Certain songs—especially the bold, upbeat “Jailbird” and the banjo- and mandolin-burnished “The Runnin'”—take cues from ’90s pop-country. However, other songs fit alongside California-bred classic rock greats. Highlight “Fortune Teller” favors the kind of easygoing country-folk favored by Jackson Browne and Sheryl Crow, while the fiddle-augmented ballad “Wastin'” recalls the late-night campfire jams of the Eagles. Together, these songs comprise a body of work that transcends genres, and invites the listener into Amy’s psyche, and to a new exciting freedom borne out of heartache and rebirth. “Thought if you did what they do and you followed the rules it would get you a perfect life . . . get off the bandwagon. Cause everybody’s got a little spark inside, and maybe it’s time to set the world on fire.”
In a sense, however, Wilcox’s new direction—geographical and musical—is one she’s been working toward her entire life. Raised in Virginia, she absorbed not just the music of California country-rock bands, but also genre-defying acts such as the Dixie Chicks, and Bonnie Raitt. As a child Wilcox was constantly singing and performing at church and school events, fascinated with transforming the poetry she’d written into songs. Amy’s next stop on her journey west took her to Nashville, where she attended Vanderbilt, and found a musical outlet singing with Vanderbilt’s acapella group, The Swingin’ Dores. After graduating, she navigated her way into the songwriter community through countless nights at an East Nashville open mic. The support and encouragement she felt from other songwriters helped Wilcox discover her voice as a songwriter and Artist. “I was surrounded by some of the most amazing writers and singers, and everyone was working their ass off” Wilcox says. “So many of those people pushed me to play shows and get out there and take risks. I am so thankful for that incredible community.”

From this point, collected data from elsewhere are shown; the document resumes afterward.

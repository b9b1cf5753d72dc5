use std::ops::{Deref, DerefMut};
use std::sync::Arc;
use std::sync::atomic::{AtomicUsize, Ordering};

use crate::{Error, Result};

/// Source of zero-initialized byte regions for column buffers.
///
/// Implementations decide how memory is accounted for. Returned buffers give
/// their bytes back when dropped.
pub trait BufferAllocator: Send + Sync {
    fn buffer(&self, len: usize) -> Result<Buffer>;

    /// Upper bound on outstanding bytes, if the allocator has one.
    fn limit(&self) -> usize {
        usize::MAX
    }
}

#[derive(Debug)]
struct Ledger {
    limit: usize,
    allocated: AtomicUsize,
}

impl Ledger {
    fn try_acquire(&self, len: usize) -> Result<()> {
        let mut current = self.allocated.load(Ordering::Relaxed);
        loop {
            let next = current
                .checked_add(len)
                .filter(|&n| n <= self.limit)
                .ok_or(Error::AllocationFailure {
                    requested: len,
                    limit: self.limit,
                })?;
            match self.allocated.compare_exchange_weak(
                current,
                next,
                Ordering::AcqRel,
                Ordering::Relaxed,
            ) {
                Ok(_) => return Ok(()),
                Err(actual) => current = actual,
            }
        }
    }

    fn release(&self, len: usize) {
        self.allocated.fetch_sub(len, Ordering::AcqRel);
    }
}

/// Allocator with a hard cap on the number of outstanding bytes.
///
/// Clones share the same ledger.
#[derive(Debug, Clone)]
pub struct RootAllocator {
    ledger: Arc<Ledger>,
}

impl RootAllocator {
    pub fn new(limit: usize) -> Self {
        Self {
            ledger: Arc::new(Ledger {
                limit,
                allocated: AtomicUsize::new(0),
            }),
        }
    }

    pub fn limit(&self) -> usize {
        self.ledger.limit
    }

    pub fn allocated_bytes(&self) -> usize {
        self.ledger.allocated.load(Ordering::Acquire)
    }
}

impl Default for RootAllocator {
    fn default() -> Self {
        Self::new(usize::MAX)
    }
}

impl BufferAllocator for RootAllocator {
    fn limit(&self) -> usize {
        self.ledger.limit
    }

    fn buffer(&self, len: usize) -> Result<Buffer> {
        if let Err(err) = self.ledger.try_acquire(len) {
            log::warn!(
                "allocation of {len} bytes refused: {} of {} bytes in use",
                self.allocated_bytes(),
                self.ledger.limit
            );
            return Err(err);
        }
        let mut bytes = Vec::new();
        if bytes.try_reserve_exact(len).is_err() {
            self.ledger.release(len);
            return Err(Error::AllocationFailure {
                requested: len,
                limit: self.ledger.limit,
            });
        }
        bytes.resize(len, 0);
        Ok(Buffer {
            bytes,
            charged: len,
            ledger: Some(Arc::clone(&self.ledger)),
        })
    }
}

/// Owned, fixed-length byte region.
#[derive(Debug)]
pub struct Buffer {
    bytes: Vec<u8>,
    charged: usize,
    ledger: Option<Arc<Ledger>>,
}

impl Buffer {
    pub fn empty() -> Self {
        Self::from_vec(Vec::new())
    }

    /// Wraps caller-owned bytes. The result is not charged to any allocator.
    pub fn from_vec(bytes: Vec<u8>) -> Self {
        Self {
            bytes,
            charged: 0,
            ledger: None,
        }
    }

    pub fn as_slice(&self) -> &[u8] {
        self.bytes.as_slice()
    }

    pub fn as_mut_slice(&mut self) -> &mut [u8] {
        self.bytes.as_mut_slice()
    }

    pub fn set_bytes(&mut self, offset: usize, src: &[u8]) -> Result<()> {
        let end = offset
            .checked_add(src.len())
            .ok_or_else(|| Error::Other("size overflow".to_string()))?;
        if end > self.bytes.len() {
            return Err(Error::IndexOutOfBounds {
                index: end,
                bound: self.bytes.len(),
            });
        }
        self.bytes[offset..end].copy_from_slice(src);
        Ok(())
    }
}

impl Deref for Buffer {
    type Target = [u8];

    fn deref(&self) -> &[u8] {
        self.as_slice()
    }
}

impl DerefMut for Buffer {
    fn deref_mut(&mut self) -> &mut [u8] {
        self.as_mut_slice()
    }
}

impl Drop for Buffer {
    fn drop(&mut self) {
        if let Some(ledger) = self.ledger.take() {
            ledger.release(self.charged);
        }
    }
}
use core::fmt;

pub type Result<T> = core::result::Result<T, Error>;

#[derive(Debug, Clone, PartialEq, Eq)]
pub enum Error {
    /// Byte width of a type descriptor was zero or negative.
    InvalidWidth { byte_width: i64 },
    /// A write supplied a value whose length differs from the column width.
    WidthMismatch { expected: usize, actual: i64 },
    IndexOutOfBounds { index: usize, bound: usize },
    AllocationFailure { requested: usize, limit: usize },
    Other(String),
}

impl fmt::Display for Error {
    fn fmt(&self, f: &mut fmt::Formatter<'_>) -> fmt::Result {
        match self {
            Error::InvalidWidth { byte_width } => {
                write!(f, "byte width must be positive, got {byte_width}")
            }
            Error::WidthMismatch { expected, actual } => {
                write!(
                    f,
                    "only {expected}-byte input data is allowed, got {actual} bytes"
                )
            }
            Error::IndexOutOfBounds { index, bound } => {
                write!(f, "index {index} out of bounds (bound {bound})")
            }
            Error::AllocationFailure { requested, limit } => {
                write!(f, "unable to allocate {requested} bytes (limit {limit})")
            }
            Error::Other(msg) => write!(f, "{msg}"),
        }
    }
}

impl std::error::Error for Error {}
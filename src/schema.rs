use crate::{Error, Result};

#[cfg(feature = "serde")]
use serde::{Deserialize, Serialize};

/// Type descriptor for a column of equal-length byte strings.
#[derive(Debug, Copy, Clone, PartialEq, Eq, Hash)]
#[cfg_attr(feature = "serde", derive(Serialize, Deserialize))]
#[cfg_attr(feature = "serde", serde(try_from = "RawFixedSizeBinaryType"))]
pub struct FixedSizeBinaryType {
    byte_width: i32,
}

impl FixedSizeBinaryType {
    pub fn new(byte_width: i32) -> Result<Self> {
        if byte_width <= 0 {
            return Err(Error::InvalidWidth {
                byte_width: i64::from(byte_width),
            });
        }
        Ok(Self { byte_width })
    }

    pub fn byte_width(&self) -> usize {
        self.byte_width as usize
    }
}

#[cfg(feature = "serde")]
#[derive(Deserialize)]
struct RawFixedSizeBinaryType {
    byte_width: i32,
}

#[cfg(feature = "serde")]
impl TryFrom<RawFixedSizeBinaryType> for FixedSizeBinaryType {
    type Error = Error;

    fn try_from(raw: RawFixedSizeBinaryType) -> Result<Self> {
        FixedSizeBinaryType::new(raw.byte_width)
    }
}

#[derive(Debug, Clone, PartialEq, Eq)]
#[cfg_attr(feature = "serde", derive(Serialize, Deserialize))]
pub struct Field {
    pub name: String,
    pub ty: FixedSizeBinaryType,
}

impl Field {
    pub fn new(name: impl Into<String>, ty: FixedSizeBinaryType) -> Self {
        Self {
            name: name.into(),
            ty,
        }
    }
}
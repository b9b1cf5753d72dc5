use crate::memory::{Buffer, BufferAllocator};
use crate::{Error, Result};

fn ceil_div_8(n: usize) -> Result<usize> {
    n.checked_add(7)
        .ok_or_else(|| Error::Other("size overflow".to_string()))
        .map(|v| v / 8)
}

#[inline]
pub(crate) fn bit_is_set(bytes: &[u8], idx: usize) -> bool {
    (bytes[idx / 8] & (1u8 << (idx % 8))) != 0
}

/// Counts set bits among the first `len` bits of `bytes`.
pub(crate) fn count_set_bits(bytes: &[u8], len: usize) -> usize {
    let full = len / 8;
    let mut count: usize = bytes[..full].iter().map(|b| b.count_ones() as usize).sum();
    let rem = len % 8;
    if rem != 0 {
        let mask = (1u8 << rem) - 1;
        count += (bytes[full] & mask).count_ones() as usize;
    }
    count
}

/// One bit per slot, 1 = non-null. Bits past the tracked capacity are always 0.
#[derive(Debug)]
pub struct ValidityBitmap {
    buf: Buffer,
}

impl ValidityBitmap {
    pub fn empty() -> Self {
        Self {
            buf: Buffer::empty(),
        }
    }

    pub fn new_all_invalid(allocator: &dyn BufferAllocator, row_count: usize) -> Result<Self> {
        let len = ceil_div_8(row_count)?;
        Ok(Self {
            buf: allocator.buffer(len)?,
        })
    }

    pub fn len_for_row_count(row_count: usize) -> Result<usize> {
        ceil_div_8(row_count)
    }

    /// Returns a bitmap sized for `row_count` rows that starts with a copy of
    /// this one. New bits are null. `self` is untouched on failure.
    pub fn grown(&self, allocator: &dyn BufferAllocator, row_count: usize) -> Result<Self> {
        let mut next = Self::new_all_invalid(allocator, row_count)?;
        let keep = self.buf.len().min(next.buf.len());
        next.buf[..keep].copy_from_slice(&self.buf[..keep]);
        Ok(next)
    }

    pub fn set(&mut self, row_idx: usize, is_valid: bool) -> Result<()> {
        let byte_idx = row_idx / 8;
        let bit_idx = row_idx % 8;
        if byte_idx >= self.buf.len() {
            return Err(Error::IndexOutOfBounds {
                index: row_idx,
                bound: self.bit_capacity(),
            });
        }
        let mask = 1u8 << bit_idx;
        if is_valid {
            self.buf[byte_idx] |= mask;
        } else {
            self.buf[byte_idx] &= !mask;
        }
        Ok(())
    }

    pub fn is_valid(&self, row_idx: usize) -> Result<bool> {
        if row_idx / 8 >= self.buf.len() {
            return Err(Error::IndexOutOfBounds {
                index: row_idx,
                bound: self.bit_capacity(),
            });
        }
        Ok(bit_is_set(&self.buf, row_idx))
    }

    pub fn count_valid(&self, row_count: usize) -> usize {
        count_set_bits(&self.buf, row_count.min(self.bit_capacity()))
    }

    pub fn clear_all(&mut self) {
        self.buf.fill(0);
    }

    pub fn bit_capacity(&self) -> usize {
        self.buf.len() * 8
    }

    pub fn as_bytes(&self) -> &[u8] {
        self.buf.as_slice()
    }
}
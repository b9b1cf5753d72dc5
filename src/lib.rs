pub mod error;
pub mod holder;
pub mod memory;
pub mod schema;
pub mod validity;
pub mod vector;
pub mod view;

pub use crate::error::{Error, Result};
pub use crate::holder::{FixedSizeBinaryHolder, NullableFixedSizeBinaryHolder};
pub use crate::memory::{Buffer, BufferAllocator, RootAllocator};
pub use crate::schema::{Field, FixedSizeBinaryType};
pub use crate::vector::FixedSizeBinaryVector;

#[cfg(test)]
mod tests;
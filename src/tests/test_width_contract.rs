use std::sync::Arc;

use crate::Error;
use crate::holder::{FixedSizeBinaryHolder, NullableFixedSizeBinaryHolder};
use crate::memory::{BufferAllocator, RootAllocator};
use crate::vector::FixedSizeBinaryVector;

const WIDTH: usize = 7;

fn new_vector(allocator: &RootAllocator, capacity: usize) -> FixedSizeBinaryVector {
    let mut v = FixedSizeBinaryVector::with_byte_width(
        "fixedSizeBinary",
        WIDTH as i32,
        Arc::new(allocator.clone()),
    )
    .unwrap();
    v.allocate_new_with_capacity(capacity).unwrap();
    v
}

fn mismatch(actual: i64) -> Error {
    Error::WidthMismatch {
        expected: WIDTH,
        actual,
    }
}

fn counting_bytes(len: usize) -> Vec<u8> {
    (0..len).map(|i| i as u8).collect()
}

#[test]
fn every_write_rejects_short_and_long_input() {
    let allocator = RootAllocator::new(i32::MAX as usize);
    let mut v = new_vector(&allocator, 4);

    let small_width = WIDTH - 2;
    let large_width = WIDTH + 2;
    let small_bytes = counting_bytes(small_width);
    let large_bytes = counting_bytes(large_width);

    let mut small_buf = allocator.buffer(small_width).unwrap();
    small_buf.set_bytes(0, &small_bytes).unwrap();
    let mut large_buf = allocator.buffer(large_width).unwrap();
    large_buf.set_bytes(0, &large_bytes).unwrap();

    let small_holder = FixedSizeBinaryHolder::new(&small_buf, 0, small_width as i32);
    let large_holder = FixedSizeBinaryHolder::new(&large_buf, 0, large_width as i32);

    for (bytes, holder) in [(&small_bytes, small_holder), (&large_bytes, large_holder)] {
        let actual = bytes.len() as i64;
        assert_eq!(v.set(0, bytes).unwrap_err(), mismatch(actual));
        assert_eq!(v.set_safe(0, bytes).unwrap_err(), mismatch(actual));

        assert_eq!(v.set_holder(0, holder).unwrap_err(), mismatch(actual));
        assert_eq!(v.set_holder_safe(0, holder).unwrap_err(), mismatch(actual));
        assert_eq!(
            v.set_nullable_holder(0, holder.into()).unwrap_err(),
            mismatch(actual)
        );
        assert_eq!(
            v.set_nullable_holder_safe(0, holder.into()).unwrap_err(),
            mismatch(actual)
        );

        assert_eq!(
            v.set_from_buffer(0, bytes, 0, bytes.len()).unwrap_err(),
            mismatch(actual)
        );
        assert_eq!(
            v.set_from_buffer_safe(0, bytes, 0, bytes.len()).unwrap_err(),
            mismatch(actual)
        );

        assert_eq!(
            v.set_with_validity(0, true, bytes).unwrap_err(),
            mismatch(actual)
        );
        assert_eq!(
            v.set_with_validity_safe(0, true, bytes).unwrap_err(),
            mismatch(actual)
        );
    }
}

#[test]
fn rejected_write_leaves_slot_untouched() {
    let allocator = RootAllocator::default();
    let mut v = new_vector(&allocator, 2);
    v.set(0, &[42u8; WIDTH]).unwrap();

    let long = [1u8; WIDTH + 1];
    assert!(v.set(0, &long).is_err());
    assert!(v.set_safe(0, &long[..WIDTH - 1]).is_err());
    assert!(
        v.set_holder(0, FixedSizeBinaryHolder::new(&long, 0, (WIDTH + 1) as i32))
            .is_err()
    );
    assert!(v.set_from_buffer(0, &long, 1, WIDTH - 1).is_err());
    // a rejected write must not flip the validity bit of an empty slot either
    assert!(v.set(1, &long).is_err());

    v.set_value_count(2).unwrap();
    assert_eq!(v.get(0).unwrap(), Some(&[42u8; WIDTH][..]));
    assert!(v.is_null(1).unwrap());
}

#[test]
fn holder_width_is_checked_even_when_buffer_is_large_enough() {
    let allocator = RootAllocator::default();
    let mut v = new_vector(&allocator, 1);
    let backing = counting_bytes(32);

    for declared in [5, 9] {
        let holder = FixedSizeBinaryHolder::new(&backing, 0, declared);
        assert_eq!(
            v.set_holder(0, holder).unwrap_err(),
            mismatch(i64::from(declared))
        );
        assert_eq!(
            v.set_holder_safe(0, holder).unwrap_err(),
            mismatch(i64::from(declared))
        );
    }
    let negative = FixedSizeBinaryHolder::new(&backing, 0, -7);
    assert_eq!(v.set_holder(0, negative).unwrap_err(), mismatch(-7));

    let ok = FixedSizeBinaryHolder::new(&backing, 10, WIDTH as i32);
    v.set_holder(0, ok).unwrap();
    v.set_value_count(1).unwrap();
    assert_eq!(v.get(0).unwrap(), Some(&backing[10..17]));
}

#[test]
fn safe_write_with_bad_width_does_not_grow() {
    let allocator = RootAllocator::default();
    let mut v = new_vector(&allocator, 2);
    let before = allocator.allocated_bytes();

    assert_eq!(v.set_safe(100, &[0u8; 3]).unwrap_err(), mismatch(3));
    assert_eq!(
        v.set_from_buffer_safe(100, &[0u8; 16], 0, 8).unwrap_err(),
        mismatch(8)
    );
    assert_eq!(v.value_capacity(), 2);
    assert_eq!(allocator.allocated_bytes(), before);
}

#[test]
fn sub_buffer_must_cover_the_requested_range() {
    let allocator = RootAllocator::default();
    let mut v = new_vector(&allocator, 1);
    let source = counting_bytes(10);

    let err = v.set_from_buffer(0, &source, 5, WIDTH).unwrap_err();
    assert_eq!(
        err,
        Error::IndexOutOfBounds {
            index: 12,
            bound: 10
        }
    );
    let err = v
        .set_holder(0, FixedSizeBinaryHolder::new(&source, 4, WIDTH as i32))
        .unwrap_err();
    assert_eq!(
        err,
        Error::IndexOutOfBounds {
            index: 11,
            bound: 10
        }
    );

    v.set_from_buffer(0, &source, 3, WIDTH).unwrap();
    v.set_value_count(1).unwrap();
    assert_eq!(v.get(0).unwrap(), Some(&source[3..10]));
}

#[test]
fn null_holder_skips_width_check() {
    let allocator = RootAllocator::default();
    let mut v = new_vector(&allocator, 1);
    v.set(0, &[1u8; WIDTH]).unwrap();
    v.set_nullable_holder(0, NullableFixedSizeBinaryHolder::null(3))
        .unwrap();
    v.set_nullable_holder_safe(3, NullableFixedSizeBinaryHolder::null(99))
        .unwrap();
    v.set_value_count(4).unwrap();
    assert!(v.is_null(0).unwrap());
    assert!(v.is_null(3).unwrap());
}
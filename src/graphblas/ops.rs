//! GraphBLAS Operations
//!
//! Output-writing operations following the GraphBLAS C API shape
//! (`w⟨mask⟩ ⊙= op(...)`), used by the traversal engines to stage each
//! round's result and merge it into their accumulators.

use super::descriptor::Descriptor;
use super::matrix::GrBMatrix;
use super::semiring::Semiring;
use super::types::{Element, GrBIndex, GrBMonoid};
use super::vector::GrBVector;
use crate::{LedgerError, Result};

// ============================================================================
// MULTIPLY
// ============================================================================

/// Vector-matrix multiply: w⟨mask⟩ ⊙= u ⊕.⊗ A
///
/// # Arguments
/// * `w` - Output vector (will be modified)
/// * `mask` - Optional mask vector
/// * `accum` - Optional accumulator (how to combine with existing w)
/// * `semiring` - The semiring to use
/// * `u` - Input frontier
/// * `a` - Relation
/// * `desc` - Operation descriptor
pub fn grb_vxm<S, M>(
    w: &mut GrBVector<S::Output>,
    mask: Option<&GrBVector<M>>,
    accum: Option<GrBMonoid>,
    semiring: &S,
    u: &GrBVector<S::Input>,
    a: &GrBMatrix<S::Edge>,
    desc: &Descriptor,
) -> Result<()>
where
    S: Semiring,
    M: Element,
{
    let mut result = a.vxm(u, semiring, mask, desc)?;

    if let Some(monoid) = accum {
        result = w.ewise_add(&result, |old, new| S::Output::combine(monoid, old, new));
    }

    write_output(w, result, mask, desc)
}

// ============================================================================
// ELEMENT-WISE OPERATIONS
// ============================================================================

/// Element-wise vector multiplication (pattern intersection):
/// w⟨mask⟩ = u ⊗ v, keeping u's values
pub fn grb_ewise_mult_first<T, U, M>(
    w: &mut GrBVector<T>,
    mask: Option<&GrBVector<M>>,
    u: &GrBVector<T>,
    v: &GrBVector<U>,
    desc: &Descriptor,
) -> Result<()>
where
    T: Element,
    U: Element,
    M: Element,
{
    if u.len() != v.len() {
        return Err(LedgerError::DimensionMismatch { expected: u.len(), got: v.len() });
    }
    let mut result = u.ewise_mult(v, |a, _| a);
    if let Some(m) = mask {
        result = result.apply_mask(m, desc);
    }
    write_output(w, result, mask, desc)
}

// ============================================================================
// ASSIGN
// ============================================================================

/// Masked vector assign: w⟨mask⟩ = u
///
/// With a structural mask equal to `u` this is "copy every new entry
/// of u into w", the merge step of each traversal round.
pub fn grb_assign<T, M>(
    w: &mut GrBVector<T>,
    mask: Option<&GrBVector<M>>,
    u: &GrBVector<T>,
    desc: &Descriptor,
) -> Result<()>
where
    T: Element,
    M: Element,
{
    if w.len() != u.len() {
        return Err(LedgerError::DimensionMismatch { expected: w.len(), got: u.len() });
    }
    let result = match mask {
        Some(m) => u.apply_mask(m, desc),
        None => u.clone(),
    };
    write_output(w, result, mask, desc)
}

/// Masked scalar assign: w⟨mask⟩ = value
///
/// The mask enumerates the written positions, so it must not be
/// complemented (that would address the whole identifier space).
pub fn grb_assign_scalar<T, M>(
    w: &mut GrBVector<T>,
    mask: &GrBVector<M>,
    value: T,
    desc: &Descriptor,
) -> Result<()>
where
    T: Element,
    M: Element,
{
    if desc.is_mask_complemented() {
        return Err(LedgerError::InvalidValue(
            "scalar assign requires a non-complemented mask".into(),
        ));
    }
    let targets: Vec<GrBIndex> = mask.indices().filter(|&i| mask.admits(i, desc)).collect();
    let result = GrBVector::from_indices(w.len(), targets, value)?;
    write_output(w, result, Some(mask), desc)
}

// ============================================================================
// REDUCE
// ============================================================================

/// Reduce vector to scalar; `None` when `u` is empty
pub fn grb_reduce_vector<T: Element>(u: &GrBVector<T>, monoid: GrBMonoid) -> Option<T> {
    u.reduce(monoid)
}

// ============================================================================
// HELPER FUNCTIONS
// ============================================================================

/// Write a staged result into `w`.
///
/// Replace mode drops every old entry the mask does not protect; merge mode
/// overwrites only the positions present in `result`.
fn write_output<T, M>(
    w: &mut GrBVector<T>,
    result: GrBVector<T>,
    mask: Option<&GrBVector<M>>,
    desc: &Descriptor,
) -> Result<()>
where
    T: Element,
    M: Element,
{
    if desc.should_replace_output() {
        match mask {
            Some(m) => {
                let kept = w.apply_mask(m, desc);
                *w = kept;
            }
            None => w.clear(),
        }
    }

    for (idx, val) in result.iter() {
        w.set(idx, val)?;
    }

    Ok(())
}

#[cfg(test)]
mod tests {
    use super::*;
    use crate::graphblas::descriptor::GrBDesc;
    use crate::graphblas::semiring::{AnySecondI, MinPlus};

    fn chain() -> GrBMatrix<u64> {
        GrBMatrix::from_triples(6, 6, [(0, 1, 3), (1, 2, 3), (2, 3, 3)]).unwrap()
    }

    #[test]
    fn test_vxm_replace_with_complement_mask() {
        let a = chain();
        let visited = GrBVector::from_entries(6, [(0, 0i64), (1, 0)]).unwrap();
        let frontier = GrBVector::from_entries(6, [(0, 0i64), (1, 1)]).unwrap();
        let mut q = frontier.clone();

        grb_vxm(&mut q, Some(&visited), None, &AnySecondI, &frontier, &a, &GrBDesc::rsc()).unwrap();

        // 1 is visited, so only 2 survives; old frontier entries are gone
        assert_eq!(q.to_pairs(), vec![(2, 1)]);
    }

    #[test]
    fn test_vxm_min_accum() {
        let a = chain();
        let mut cost = GrBVector::from_entries(6, [(0, 0i64), (2, 1)]).unwrap();
        let u = cost.clone();

        grb_vxm::<_, bool>(&mut cost, None, Some(GrBMonoid::Min), &MinPlus::hops(), &u, &a, &Descriptor::new())
            .unwrap();

        // 1 reached at 1 hop, 2 keeps its cheaper 1, 3 reached at 2
        assert_eq!(cost.to_pairs(), vec![(0, 0), (1, 1), (2, 1), (3, 2)]);
    }

    #[test]
    fn test_assign_structural() {
        let mut pi = GrBVector::from_entries(6, [(0, 0i64)]).unwrap();
        let q = GrBVector::from_entries(6, [(1, 0i64), (2, 1)]).unwrap();

        grb_assign(&mut pi, Some(&q), &q, &GrBDesc::s()).unwrap();
        assert_eq!(pi.to_pairs(), vec![(0, 0), (1, 0), (2, 1)]);
    }

    #[test]
    fn test_assign_scalar() {
        let mut pi = GrBVector::from_entries(6, [(0, 0i64)]).unwrap();
        let q = GrBVector::from_entries(6, [(3, 9i64), (4, 9)]).unwrap();

        grb_assign_scalar(&mut pi, &q, 2, &GrBDesc::s()).unwrap();
        assert_eq!(pi.to_pairs(), vec![(0, 0), (3, 2), (4, 2)]);

        assert!(grb_assign_scalar(&mut pi, &q, 2, &GrBDesc::sc()).is_err());
    }

    #[test]
    fn test_ewise_mult_first() {
        let cost = GrBVector::from_entries(6, [(1, 4i64), (3, 6), (5, 8)]).unwrap();
        let pattern = GrBVector::from_indices(6, [3, 4, 5], true).unwrap();
        let mut found = GrBVector::new(6);

        grb_ewise_mult_first::<_, _, bool>(&mut found, None, &cost, &pattern, &Descriptor::new()).unwrap();
        assert_eq!(found.to_pairs(), vec![(3, 6), (5, 8)]);
    }

    #[test]
    fn test_reduce_vector() {
        let u = GrBVector::from_entries(6, [(1, 4u64), (3, 6)]).unwrap();
        assert_eq!(grb_reduce_vector(&u, GrBMonoid::Max), Some(6));
    }
}
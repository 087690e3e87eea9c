//! # GraphBLAS for Ledger Relations
//!
//! A small in-memory implementation of the GraphBLAS API, just large enough
//! to express ledger traversal as linear algebra:
//!
//! - **Sparse vectors** as frontiers and result accumulators
//! - **Hypersparse CSR/CSC** relations over a 2^60 identifier space
//! - **Semirings** choosing how matches combine and merge
//! - **Descriptors** for masking, complement, replace and transpose
//!
//! ## GraphBLAS Mapping to Ledger Traversal
//!
//! ```text
//! GraphBLAS Operation    Ledger Equivalent
//! ─────────────────────  ──────────────────────────────────
//! q⟨¬π, replace⟩ = q ⊕.⊗ A   One BFS round, skipping visited ids
//! w ⊙= u ⊕.⊗ A (min accum)   One relaxation round of a flow trace
//! pattern(v)                 "Which ids", values dropped
//! reduce(v, MIN/MAX)         Earliest/latest occurrence position
//! nvals(A)                   Relation cardinality (round ceiling)
//! ```
//!
//! ## Semirings for Ledger Traversal
//!
//! | Name | "Multiply" | "Add" | Use Case |
//! |------|------------|-------|----------|
//! | ANY_SECONDI | source position | Any | BFS level / parent |
//! | MIN_PLUS | cost + edge cost | Min | Exposure, flow |

mod descriptor;
mod matrix;
mod ops;
mod semiring;
mod sparse;
mod types;
mod vector;

pub use descriptor::{Descriptor, GrBDesc};
pub use matrix::GrBMatrix;
pub use ops::*;
pub use semiring::{AnySecondI, CostMetric, MinPlus, Semiring};
pub use sparse::{CooStorage, CsrStorage, SparseEntry};
pub use types::*;
pub use vector::GrBVector;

Wilcox has now found that same kind of community in Los Angeles, thanks to a band featuring like-minded collaborators,and a record label granting her the creative control needed to authentically express her art. With the release of West, Amy Wilcox has set the stage to re-introduce herself to the music-loving community. This time, on her own terms, with a new depth and maturity to her songwriting – but still with the same untamed, fun-loving spirit always inherent in her writing. Amy’s hard work to develop her sound has placed her, once again, in the position to take the main stage, “I finally found my own authentic voice. I was at a turning point in my career, and I had to open my eyes and evaluate what I really wanted, outside of any formula I thought I should fit into. I’m so proud of this music and I can’t imagine doing anything else. It’s a whole new adventure and mindset. I can’t wait to share it with the world. With extra ketchup, of course.”